А во-вторых, во вторую очередь… Не он ли заявлял — долой политиков, долой почвенников, долой философов, особенно философов, особенно этих не проверяемых опытом людей. Да, он не питал уважения к философам, насмотрелся в университетских стенах. Он даже в подражание Бездомному часто ядовито советовал однокурсникам — никогда не спорьте с людьми, получающими деньги за свои идеи. А сам спорил, впрочем, всегда спокойно и с презрением. И теперь здесь, в инопланетном общежитии мертвых теней все разложены по полочкам с соответствующим наказанием. Что же, справедливо? Да, очень, нельзя этих людей допускать к нормальной жизни там, в городе. Нет, сон, дурацкий сон. А действительно, удивился Варфоломеев, почему мне перестали сниться сны?

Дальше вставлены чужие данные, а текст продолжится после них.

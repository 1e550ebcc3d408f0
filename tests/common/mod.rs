//! Common test utilities, fixtures, and mocks
//! This module contains shared functionality used across the integration tests

pub mod mocks;

use std::sync::Once;

use tracing::Level;

static INIT: Once = Once::new();

/// Initialize tracing for tests, once per test binary
pub fn init() {
    INIT.call_once(|| {
        tracing_subscriber::fmt()
            .with_max_level(Level::DEBUG)
            .with_test_writer()
            .init();
    });
}
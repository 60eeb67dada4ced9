use chrono::{DateTime, Utc};
use serde::Deserialize;
use serde_json::Value;

/// Account reference as returned by the indexer API.
#[derive(Debug, Clone, Deserialize)]
pub struct AccountRef {
    pub address: String,
}

/// Call parameter of an operation step.
#[derive(Debug, Clone, Deserialize)]
pub struct StepParameter {
    pub entrypoint: String,
    #[serde(default)]
    pub value: Value,
}

/// One internal step of an operation group.
///
/// An operation group is an ordered sequence of these; the step carrying
/// the economically relevant call is typically followed by internal
/// transfer steps that move the actual token amounts.
#[derive(Debug, Clone, Deserialize)]
pub struct OperationStep {
    /// Unique, monotonically increasing across the chain's transaction log
    pub id: i64,
    #[serde(default)]
    pub level: i64,
    #[serde(default)]
    pub hash: String,
    #[serde(default)]
    pub timestamp: Option<DateTime<Utc>>,
    #[serde(default)]
    pub sender: Option<AccountRef>,
    #[serde(default)]
    pub initiator: Option<AccountRef>,
    #[serde(default)]
    pub target: Option<AccountRef>,
    /// Native asset amount moved by this step, in raw units
    #[serde(default)]
    pub amount: i64,
    #[serde(default)]
    pub parameter: Option<StepParameter>,
    /// Post-execution storage snapshot of the target contract
    #[serde(default)]
    pub storage: Value,
}

impl OperationStep {
    /// Whether this step calls the given contract.
    pub fn targets(&self, address: &str) -> bool {
        self.target.as_ref().is_some_and(|t| t.address == address)
    }

    pub fn entrypoint(&self) -> Option<&str> {
        self.parameter.as_ref().map(|p| p.entrypoint.as_str())
    }

    /// Originating account: the initiator when the step was triggered by
    /// a contract call chain, the sender otherwise.
    pub fn originator(&self) -> Option<&str> {
        self.initiator
            .as_ref()
            .or(self.sender.as_ref())
            .map(|a| a.address.as_str())
    }
}

#[cfg(test)]
mod tests {
    use super::*;
    use serde_json::json;

    #[test]
    fn deserializes_a_transaction_step() {
        let step: OperationStep = serde_json::from_value(json!({
            "id": 419561905,
            "level": 2525530,
            "hash": "op9eyCTctELCvbfr9ovUKu8rLGFRNvDjXnsKAT9ZXDTtdbmwkWa",
            "timestamp": "2022-06-01T13:45:10Z",
            "sender": { "address": "tz1abc" },
            "target": { "address": "KT1pool" },
            "amount": 0,
            "parameter": {
                "entrypoint": "Swap",
                "value": { "requiredTokenAddress": "KT1tok", "requiredTokenId": "0" }
            },
            "storage": { "token1_pool": "1000000", "token2_pool": "2000000" }
        }))
        .unwrap();

        assert!(step.targets("KT1pool"));
        assert_eq!(step.entrypoint(), Some("Swap"));
        assert_eq!(step.originator(), Some("tz1abc"));
        assert_eq!(step.timestamp.unwrap().timestamp(), 1654091110);
    }

    #[test]
    fn initiator_wins_over_sender() {
        let step: OperationStep = serde_json::from_value(json!({
            "id": 1,
            "sender": { "address": "KT1router" },
            "initiator": { "address": "tz1user" }
        }))
        .unwrap();

        assert_eq!(step.originator(), Some("tz1user"));
    }

    #[test]
    fn tolerates_non_transaction_items() {
        // Operation groups can contain reveal/other items with few fields
        let step: OperationStep = serde_json::from_value(json!({ "id": 7 })).unwrap();
        assert!(step.entrypoint().is_none());
        assert!(!step.targets("KT1pool"));
    }
}
use config::{Config, ConfigError, File};
use serde::Deserialize;

/// TzKT indexer API configuration.
///
/// The provider paginates operation listings with `limit`/`offset`;
/// both default to the API's maximum page size.
#[derive(Debug, Deserialize, Clone)]
pub struct TzktSettings {
    pub url: String,
    #[serde(default = "default_tzkt_limit")]
    pub limit: u32,
    #[serde(default = "default_tzkt_offset")]
    pub offset: u32,
}

fn default_tzkt_limit() -> u32 {
    1000
}

fn default_tzkt_offset() -> u32 {
    1000
}

/// PostgreSQL database connection configuration.
///
/// Used for storing:
/// - Transaction records
/// - Pool/token/system aggregates
/// - Spot prices and per-pool checkpoints
#[derive(Debug, Deserialize, Clone)]
pub struct PostgresSettings {
    pub host: String,
    pub port: u16,
    pub user: String,
    pub password: String,
    pub database: String,
    #[serde(default = "default_pool_size")]
    pub pool_size: usize,
}

fn default_pool_size() -> usize {
    16
}

/// Core pipeline configuration.
#[derive(Debug, Deserialize, Clone)]
pub struct IndexerSettings {
    /// UDP port on which block-level notifications arrive
    #[serde(default = "default_block_port")]
    pub block_port: u16,
    /// Number of levels held back from the notified head to sidestep reorgs
    #[serde(default = "default_reorg_lag")]
    pub reorg_lag: u64,
    /// First level to index when no cursor file exists yet
    pub indexing_start: u64,
    /// Durable marker file holding the last fully processed level
    #[serde(default = "default_level_file")]
    pub level_file: String,
    /// Time-to-live of the cached pool/token registry, in seconds
    #[serde(default = "default_registry_ttl")]
    pub registry_ttl_seconds: u64,
    /// The native/wrapped pair pool whose swap entrypoints encode direction
    pub tez_ctez_pool: String,
    /// Reference-asset tree: group 0 is hard-pegged to $1, later groups
    /// are priced transitively through earlier ones
    #[serde(default = "default_pricing_tree")]
    pub pricing_tree: Vec<Vec<String>>,
}

fn default_block_port() -> u16 {
    6024
}

fn default_reorg_lag() -> u64 {
    2
}

fn default_level_file() -> String {
    "data/level.json".to_string()
}

fn default_registry_ttl() -> u64 {
    60
}

fn default_pricing_tree() -> Vec<Vec<String>> {
    vec![
        vec!["USDt".to_string(), "USDC.e".to_string()],
        vec!["CTez".to_string()],
        vec!["uUSD".to_string(), "kUSD".to_string()],
        vec!["YOU".to_string()],
    ]
}

/// Uptime heartbeat configuration.
///
/// When a URL is set, the process GETs it periodically; a missed ping is
/// the operational signal that the pipeline is down.
#[derive(Debug, Deserialize, Clone)]
pub struct HeartbeatSettings {
    #[serde(default)]
    pub url: Option<String>,
    #[serde(default = "default_heartbeat_interval")]
    pub interval_seconds: u64,
}

impl Default for HeartbeatSettings {
    fn default() -> Self {
        Self {
            url: None,
            interval_seconds: default_heartbeat_interval(),
        }
    }
}

fn default_heartbeat_interval() -> u64 {
    60
}

/// Root application configuration.
///
/// Loaded from `config.yaml` at startup.
#[derive(Debug, Deserialize, Clone)]
pub struct Settings {
    pub tzkt: TzktSettings,
    pub postgres: PostgresSettings,
    pub indexer: IndexerSettings,
    #[serde(default)]
    pub heartbeat: HeartbeatSettings,
}

impl Settings {
    pub fn new() -> Result<Self, ConfigError> {
        let s = Config::builder()
            .add_source(File::with_name("config"))
            .build()?;

        let settings: Settings = s.try_deserialize()?;

        Ok(settings)
    }
}
mod config;

pub use config::{
    HeartbeatSettings, IndexerSettings, PostgresSettings, Settings, TzktSettings,
};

Он лежал и слушал, как гудит внизу инопланетная жизнь. Сейчас он думал о городе. Там живут вполне счастливые люди, гуляют по бульварам, сидят на скамеечках в парках, многие работают, наверняка хорошо работают, с интересом и высокой производительностью. С интересом, с интересом, несколько раз прошептал землянин. Ему стало скучно думать сразу о всех. О ком же думать, если толком он никого не знает? В последних газетах написано о готовящейся новой вакханалии, о новом празднике полнолуния, о новых счастливых кандидатах на отрезание голов. Бежать, бежать скорее. Но куда? Везде одно — пустота и неживое движение. Он знал, что так и будет. Он понимал, Вселенная — пустая высохшая бочка, но все-таки хотел убедиться сам, хотел убедить Учителя. Но зачем? Значит, сомневался, верил и желал найти все-таки идеальных существ. Для чего? Чтобы убедиться, как несчастливо и бесцельно их существование? Но если нет цели для бесконечно живущих, то зачем вообще нужен человек? Зачем ему мозги, если нет счастья и перспективы даже для его потомков? Познание? Чепуха. Вот он лично все познал, ну, почти все. И что дальше, чем жить? Придумать, как центрайцы, оживление и обречь бесконечную массу людей на скучное прозябание, на видимость жизни? Бороться с несправедливостью фундаментальных законов? Но зачем, если нет будущего, ведь если нет там вдали неизвестной новой жизни, то все пропадает — долг, справедливость, добро. Они ни к чему, потому что временны. Варфоломеев кисло усмехнулся. Мы динозавры, наши ценности ценности динозавров, они бессмысленны, они никому не пригодились. А ведь наверняка любили друг дружку, переживали, ненавидели, рвали врагам хвосты, облизывали подруг, да и в смысле познания окружающих болот были большими мастерами. И что же в результате? Грянул ледниковый период, и все — тишина и покой. Ни тебе очередей в магазинах, ни проблем — быть или не быть. Потому что не быть, не быть, никогда!